**THE PROBLEM**
Take every line from the entries below that includes the word "contains" and copy it.

----- LISTED ENTRIES

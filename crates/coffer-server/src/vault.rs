use std::path::{Path, PathBuf};

use tokio::fs;
use tracing::{debug, info};

use crate::error::ServerError;

/// Resolve a vault-relative path, refusing anything that could step outside
/// the base directory. The paths this crate builds are plain
/// `users/<id>/<name>` strings, so every component must be `Normal`.
fn ensure_within(base: &Path, relative: &str) -> Result<PathBuf, ServerError> {
    let mut resolved = base.to_path_buf();
    for component in Path::new(relative).components() {
        match component {
            std::path::Component::Normal(c) => resolved.push(c),
            _ => {
                return Err(ServerError::BadRequest(
                    "Path traversal detected".to_string(),
                ));
            }
        }
    }
    Ok(resolved)
}

/// Ciphertext store under `<data_dir>/users/<owner_id>/<name>`. Bytes are
/// kept exactly as received; the server never decrypts or inspects them.
#[derive(Debug, Clone)]
pub struct FileVault {
    base_path: PathBuf,
}

impl FileVault {
    pub async fn new(base_path: PathBuf) -> Result<Self, ServerError> {
        fs::create_dir_all(&base_path).await.map_err(|e| {
            ServerError::Internal(format!(
                "Failed to create vault directory '{}': {}",
                base_path.display(),
                e
            ))
        })?;

        info!(path = %base_path.display(), "Vault initialized");

        Ok(Self { base_path })
    }

    /// Reject file names that could escape a user's vault directory.
    pub fn validate_name(name: &str) -> Result<(), ServerError> {
        if name.is_empty()
            || name.contains('/')
            || name.contains('\\')
            || name.contains("..")
        {
            return Err(ServerError::BadRequest(format!(
                "Invalid file name: '{name}'"
            )));
        }
        Ok(())
    }

    /// Vault-relative storage path for an owner's file. This string is what
    /// gets persisted in the file record.
    pub fn relative_path(owner_id: i64, name: &str) -> String {
        format!("users/{owner_id}/{name}")
    }

    /// Create an identity's vault directory (done at registration).
    pub async fn ensure_user_dir(&self, user_id: i64) -> Result<(), ServerError> {
        let dir = self.base_path.join("users").join(user_id.to_string());
        fs::create_dir_all(&dir)
            .await
            .map_err(|e| ServerError::Internal(format!("Failed to create user dir: {e}")))?;
        Ok(())
    }

    /// Overwrite the ciphertext at a vault-relative path.
    pub async fn store(&self, relative: &str, data: &[u8]) -> Result<(), ServerError> {
        let path = self.safe_path(relative)?;
        if let Some(parent) = path.parent() {
            fs::create_dir_all(parent)
                .await
                .map_err(|e| ServerError::Internal(format!("Failed to create dir: {e}")))?;
        }

        fs::write(&path, data)
            .await
            .map_err(|e| ServerError::Internal(format!("Failed to write '{relative}': {e}")))?;

        debug!(path = %relative, size = data.len(), "Stored ciphertext");
        Ok(())
    }

    /// Read the ciphertext at a vault-relative path.
    pub async fn read(&self, relative: &str) -> Result<Vec<u8>, ServerError> {
        let path = self.safe_path(relative)?;

        if !path.exists() {
            return Err(ServerError::NotFound(format!(
                "No stored content at '{relative}'"
            )));
        }

        let data = fs::read(&path)
            .await
            .map_err(|e| ServerError::Internal(format!("Failed to read '{relative}': {e}")))?;

        debug!(path = %relative, size = data.len(), "Read ciphertext");
        Ok(data)
    }

    fn safe_path(&self, relative: &str) -> Result<PathBuf, ServerError> {
        ensure_within(&self.base_path, relative)
    }
}

#[cfg(test)]
mod tests {
    use super::*;
    use tempfile::TempDir;

    async fn test_vault() -> (FileVault, TempDir) {
        let dir = TempDir::new().unwrap();
        let vault = FileVault::new(dir.path().to_path_buf()).await.unwrap();
        (vault, dir)
    }

    #[tokio::test]
    async fn test_store_and_read() {
        let (vault, _dir) = test_vault().await;
        let rel = FileVault::relative_path(1, "report.txt.aes");

        vault.store(&rel, b"ciphertext-bytes").await.unwrap();
        let data = vault.read(&rel).await.unwrap();
        assert_eq!(data, b"ciphertext-bytes");
    }

    #[tokio::test]
    async fn test_overwrite_replaces() {
        let (vault, _dir) = test_vault().await;
        let rel = FileVault::relative_path(1, "doc.aes");

        vault.store(&rel, b"v1").await.unwrap();
        vault.store(&rel, b"v2").await.unwrap();
        assert_eq!(vault.read(&rel).await.unwrap(), b"v2");
    }

    #[tokio::test]
    async fn test_missing_file_not_found() {
        let (vault, _dir) = test_vault().await;
        assert!(vault.read("users/1/ghost.aes").await.is_err());
    }

    #[test]
    fn test_validate_name_rejects_traversal() {
        assert!(FileVault::validate_name("report.txt.aes").is_ok());
        assert!(FileVault::validate_name("../etc/passwd").is_err());
        assert!(FileVault::validate_name("a/b").is_err());
        assert!(FileVault::validate_name("a\\b").is_err());
        assert!(FileVault::validate_name("").is_err());
    }
}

----------

**WRITTEN RESPONSE**
            || name.contains('/')
            || name.contains('\\')
            || name.contains("..")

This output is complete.